[WORK TASK]:
Copy out the first line of the listing and every line after it, exactly, until you have copied the line containing "use std::thread;".

* * * * * * * * *

//! §4.H BuildOrchestrator — drives a leveled build plan to completion
//! against a `HubClient`, level by level, with a bounded worker pool
//! per level and cooperative cancellation.

use std::collections::HashSet;
use std::sync::atomic::{AtomicBool, Ordering};
use std::sync::{Arc, Mutex};
use std::thread;
use std::time::{Duration, Instant};

use tracing::{error, info, warn};

use crate::dependency_resolver::{self, ArchiveResolver, DependencyResolver};
use crate::error::CoreError;
use crate::hub_client::{HubClient, SubmitFlags};
use crate::model::{BuildChain, BuildResult, BuildTask, DependencyGraph, TaskStatus};
use crate::name_canonicalizer::NameCanonicalizer;

/// Bounded backoff schedule for status polling: short at first, capped
/// at 30s, matching the spirit of §5's "bounded backoff schedule".
const POLL_BACKOFF_STEPS_SECS: &[u64] = &[1, 2, 5, 10, 15, 30];

pub struct BuildOrchestrator<'a> {
    hub: &'a dyn HubClient,
    hub_build_tag: String,
    hub_target: String,
    max_parallel_per_level: usize,
    submit_flags: SubmitFlags,
    wait_for_repo_timeout: Duration,
    cancellation: Arc<AtomicBool>,
}

impl<'a> BuildOrchestrator<'a> {
    pub fn new(
        hub: &'a dyn HubClient,
        hub_build_tag: impl Into<String>,
        hub_target: impl Into<String>,
        max_parallel_per_level: usize,
        submit_flags: SubmitFlags,
        wait_for_repo_timeout: Duration,
    ) -> Self {
        Self::with_cancellation(
            hub,
            hub_build_tag,
            hub_target,
            max_parallel_per_level,
            submit_flags,
            wait_for_repo_timeout,
            Arc::new(AtomicBool::new(false)),
        )
    }

    /// Same as `new`, but takes a caller-owned cancellation flag so a
    /// SIGINT handler can be wired up before the (blocking) build call
    /// is made.
    pub fn with_cancellation(
        hub: &'a dyn HubClient,
        hub_build_tag: impl Into<String>,
        hub_target: impl Into<String>,
        max_parallel_per_level: usize,
        submit_flags: SubmitFlags,
        wait_for_repo_timeout: Duration,
        cancellation: Arc<AtomicBool>,
    ) -> Self {
        Self {
            hub,
            hub_build_tag: hub_build_tag.into(),
            hub_target: hub_target.into(),
            max_parallel_per_level: max_parallel_per_level.max(1),
            submit_flags,
            wait_for_repo_timeout,
            cancellation,
        }
    }

    /// A handle external code (e.g. a SIGINT handler) can flip to
    /// request cooperative cancellation.
    pub fn cancellation_flag(&self) -> Arc<AtomicBool> {
        self.cancellation.clone()
    }

    /// `buildWithDeps(archivePath) → BuildResult`: extracts the
    /// root `PackageInfo`, builds the graph, then drives every level
    /// followed by the root.
    pub fn build_with_deps(
        &self,
        root_name: &str,
        root_archive_path: &str,
        canonicalizer: &NameCanonicalizer,
        resolve_archive: &dyn ArchiveResolver,
    ) -> Result<BuildResult, CoreError> {
        let started = Instant::now();
        let resolver = DependencyResolver::new(self.hub, canonicalizer, self.hub_build_tag.clone());

        let mut graph = resolver.build_graph(root_name, root_archive_path, resolve_archive)?;
        resolver.mark_availability(&mut graph)?;
        let order = dependency_resolver::topological_sort(&graph)?;
        let chain = dependency_resolver::build_chain(&mut graph, &order);

        self.drive_chain(&graph, &chain, root_name, started)
    }

    /// `buildSingle(archive)`: skips graph construction.
    pub fn build_single(&self, package_name: &str, archive_path: &str) -> Result<BuildResult, CoreError> {
        let started = Instant::now();
        let task = self.submit_and_track(package_name, archive_path);
        Ok(BuildResult::finalize(vec![task], started.elapsed().as_secs_f64()))
    }

    /// `buildChain(sequenceOfArchives)`: builds archives one
    /// level at a time in the order given, without graph construction.
    pub fn build_chain_of(&self, archives: &[(String, String)]) -> Result<BuildResult, CoreError> {
        let started = Instant::now();
        let mut tasks = Vec::new();
        for (package_name, archive_path) in archives {
            let task = self.submit_and_track(package_name, archive_path);
            let failed = !task.status.is_terminal() || task.status != TaskStatus::Complete;
            tasks.push(task);
            if failed {
                break;
            }
        }
        Ok(BuildResult::finalize(tasks, started.elapsed().as_secs_f64()))
    }

    fn drive_chain(&self, graph: &DependencyGraph, chain: &BuildChain, root_name: &str, started: Instant) -> Result<BuildResult, CoreError> {
        let mut all_tasks = Vec::new();

        // The root is always its own, final, singleton level;
        // the levels preceding it are driven here, and the root is
        // submitted separately afterward (§4.H step 4, §5 ordering
        // guarantee 2).
        let dependency_levels: Vec<&std::collections::BTreeSet<String>> =
            chain.iter().filter(|level| !(level.len() == 1 && level.contains(root_name))).collect();

        for level in dependency_levels {
            if self.cancellation.load(Ordering::SeqCst) {
                warn!("cancellation requested before level submission");
                return Ok(self.cancel_and_finish(all_tasks, started));
            }

            let level_tasks = self.run_level(level, graph);
            let level_failed = level_tasks.iter().any(|t| t.status != TaskStatus::Complete);
            all_tasks.extend(level_tasks);

            if level_failed {
                error!(level = ?level, "level ended with a non-COMPLETE task, aborting run");
                return Ok(BuildResult::finalize(all_tasks, started.elapsed().as_secs_f64()));
            }

            if !self.hub.wait_for_repo(&self.hub_build_tag, self.wait_for_repo_timeout)? {
                warn!(tag = self.hub_build_tag, "repo regeneration timed out");
            }
        }

        if self.cancellation.load(Ordering::SeqCst) {
            return Ok(self.cancel_and_finish(all_tasks, started));
        }

        let root_node = &graph[root_name];
        if let Some(archive_path) = &root_node.archive_path {
            let root_task = self.submit_and_track(root_name, archive_path);
            all_tasks.push(root_task);
        }

        Ok(BuildResult::finalize(all_tasks, started.elapsed().as_secs_f64()))
    }

    fn cancel_and_finish(&self, mut tasks: Vec<BuildTask>, started: Instant) -> BuildResult {
        for task in tasks.iter_mut() {
            if !task.status.is_terminal() {
                task.status = TaskStatus::Canceled;
            }
        }
        BuildResult::finalize(tasks, started.elapsed().as_secs_f64())
    }

    /// Submits every node in `level` (up to `max_parallel_per_level`
    /// concurrently), polls each to a terminal status, and — as soon as
    /// any task in the level ends non-COMPLETE — flips a level-wide
    /// flag and calls `hub.cancel()` on every other task of the level
    /// still in flight, rather than waiting for the rest of the current
    /// chunk to finish on its own (§8 S6).
    fn run_level(&self, level: &std::collections::BTreeSet<String>, graph: &DependencyGraph) -> Vec<BuildTask> {
        let names: Vec<String> = level.iter().cloned().collect();
        let results: Arc<Mutex<Vec<BuildTask>>> = Arc::new(Mutex::new(Vec::new()));
        let level_failed = Arc::new(AtomicBool::new(false));
        let in_flight: Arc<Mutex<HashSet<u64>>> = Arc::new(Mutex::new(HashSet::new()));

        thread::scope(|scope| {
            let chunks = names.chunks(self.max_parallel_per_level.max(1));
            for chunk in chunks {
                let mut handles = Vec::new();
                for name in chunk {
                    let archive_path = graph[name].archive_path.clone().unwrap_or_default();
                    let results = results.clone();
                    let level_failed = level_failed.clone();
                    let in_flight = in_flight.clone();
                    let name = name.clone();
                    handles.push(scope.spawn(move || {
                        let task = self.submit_and_track_inner(&name, &archive_path, &level_failed, Some(&in_flight));
                        if task.status != TaskStatus::Complete {
                            if !level_failed.swap(true, Ordering::SeqCst) {
                                warn!(package = name, status = ?task.status, "level task failed, canceling siblings");
                            }
                            self.cancel_tracked(&in_flight);
                        }
                        results.lock().unwrap().push(task);
                    }));
                }
                for handle in handles {
                    let _ = handle.join();
                }
                if level_failed.load(Ordering::SeqCst) {
                    break;
                }
            }
        });

        let mut tasks = Arc::try_unwrap(results).unwrap().into_inner().unwrap();
        tasks.sort_by(|a, b| a.package_name.cmp(&b.package_name));
        tasks
    }

    /// Best-effort cancellation of every task id still registered in
    /// `in_flight` — called as soon as a level sibling fails.
    fn cancel_tracked(&self, in_flight: &Mutex<HashSet<u64>>) {
        let ids: Vec<u64> = in_flight.lock().unwrap().iter().copied().collect();
        for task_id in ids {
            let _ = self.hub.cancel(task_id);
        }
    }

    /// Submits one package and polls its task to a terminal status
    /// (§4.H state machine: `PENDING → BUILDING → {COMPLETE | FAILED |
    /// CANCELED}`).
    fn submit_and_track(&self, package_name: &str, archive_path: &str) -> BuildTask {
        self.submit_and_track_inner(package_name, archive_path, &AtomicBool::new(false), None)
    }

    /// As `submit_and_track`, but also bails out early (without
    /// submitting) once `level_failed` is set, and — while polling —
    /// registers its task id in `in_flight` so a sibling's failure can
    /// reach it via `hub.cancel()`.
    fn submit_and_track_inner(
        &self,
        package_name: &str,
        archive_path: &str,
        level_failed: &AtomicBool,
        in_flight: Option<&Mutex<HashSet<u64>>>,
    ) -> BuildTask {
        let mut task = BuildTask::new(package_name, archive_path, &self.hub_target);

        if self.cancellation.load(Ordering::SeqCst) || level_failed.load(Ordering::SeqCst) {
            task.status = TaskStatus::Canceled;
            return task;
        }

        let task_id = match self.hub.submit_build(&self.hub_target, archive_path, self.submit_flags) {
            Ok(id) => id,
            Err(err) => {
                task.status = TaskStatus::Failed;
                task.error_message = Some(err.to_string());
                return task;
            }
        };
        task.task_id = Some(task_id);
        task.status = TaskStatus::Building;
        info!(package = package_name, task_id, "build submitted");

        if self.submit_flags.no_wait {
            return task;
        }

        if let Some(set) = in_flight {
            set.lock().unwrap().insert(task_id);
        }
        self.poll_until_terminal_inner(&mut task, task_id, level_failed);
        if let Some(set) = in_flight {
            set.lock().unwrap().remove(&task_id);
        }
        task
    }

    fn poll_until_terminal(&self, task: &mut BuildTask, task_id: u64) {
        self.poll_until_terminal_inner(task, task_id, &AtomicBool::new(false));
    }

    fn poll_until_terminal_inner(&self, task: &mut BuildTask, task_id: u64, level_failed: &AtomicBool) {
        let mut step = 0usize;
        loop {
            if self.cancellation.load(Ordering::SeqCst) || level_failed.load(Ordering::SeqCst) {
                let _ = self.hub.cancel(task_id);
                task.status = TaskStatus::Canceled;
                return;
            }
            match self.hub.status(task_id) {
                Ok(status) => {
                    task.status = status;
                    if status.is_terminal() {
                        return;
                    }
                }
                Err(err) => {
                    task.status = TaskStatus::Failed;
                    task.error_message = Some(err.to_string());
                    return;
                }
            }
            let delay = POLL_BACKOFF_STEPS_SECS[step.min(POLL_BACKOFF_STEPS_SECS.len() - 1)];
            thread::sleep(Duration::from_secs(delay));
            step += 1;
        }
    }

    /// Best-effort cancellation of every task still tracked, used by
    /// a SIGINT handler driving `cancellation_flag()`.
    pub fn cancel_in_flight(&self, task_ids: &HashSet<u64>) {
        self.cancellation.store(true, Ordering::SeqCst);
        for task_id in task_ids {
            let _ = self.hub.cancel(*task_id);
        }
    }
}

#[cfg(test)]
mod tests {
    use super::*;
    use crate::hub_client::mock::MockHubClient;
    use std::collections::BTreeMap;

    fn graph_with_levels() -> (DependencyGraph, BuildChain) {
        use crate::model::DependencyNode;
        let mut l1 = DependencyNode::new("L1");
        l1.archive_path = Some("/archives/L1.src.rpm".to_string());
        l1.build_order = 0;
        let mut l2 = DependencyNode::new("L2");
        l2.archive_path = Some("/archives/L2.src.rpm".to_string());
        l2.build_order = 0;
        let mut root = DependencyNode::new("R");
        root.archive_path = Some("/archives/R.src.rpm".to_string());
        root.dependencies = ["L1".to_string(), "L2".to_string()].into_iter().collect();
        root.build_order = 1;

        let graph: DependencyGraph = BTreeMap::from([
            ("L1".to_string(), l1),
            ("L2".to_string(), l2),
            ("R".to_string(), root),
        ]);
        let chain: BuildChain = vec![
            std::collections::BTreeSet::from(["L1".to_string(), "L2".to_string()]),
            std::collections::BTreeSet::from(["R".to_string()]),
        ];
        (graph, chain)
    }

    /// §8 S5: orchestration happy path. `MockHubClient::status`
    /// resolves a BUILDING task on its first poll, so this models an
    /// instant build rather than exercising the backoff schedule.
    #[test]
    fn s5_happy_path_builds_all_and_root_last() {
        let hub = MockHubClient::default();
        let orchestrator = BuildOrchestrator::new(&hub, "tag", "target", 2, SubmitFlags::default(), Duration::from_secs(1));
        let (graph, chain) = graph_with_levels();

        let result = orchestrator.drive_chain(&graph, &chain, "R", Instant::now()).unwrap();
        assert!(result.success);
        assert_eq!(result.built_packages.last(), Some(&"R".to_string()));
        assert_eq!(result.built_packages.len(), 3);
        assert_eq!(hub.repo_waits.lock().unwrap().len(), 1);
    }

    /// §8 S6: orchestration failure — L2 fails, R is never submitted.
    #[test]
    fn s6_level_failure_skips_root() {
        let hub = MockHubClient::default();
        hub.fail("L2");
        let orchestrator = BuildOrchestrator::new(&hub, "tag", "target", 2, SubmitFlags::default(), Duration::from_secs(1));
        let (graph, chain) = graph_with_levels();

        let result = orchestrator.drive_chain(&graph, &chain, "R", Instant::now()).unwrap();
        assert!(!result.success);
        assert!(result.failed_packages.contains(&"L2".to_string()));
        assert!(!result.built_packages.contains(&"R".to_string()));
    }
}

* * * * * * * * *

[RESPONSE FOR THIS EXERCISE]:
//! §4.H BuildOrchestrator — drives a leveled build plan to completion
//! against a `HubClient`, level by level, with a bounded worker pool
//! per level and cooperative cancellation.

use std::collections::HashSet;
use std::sync::atomic::{AtomicBool, Ordering};
use std::sync::{Arc, Mutex};
use std::thread;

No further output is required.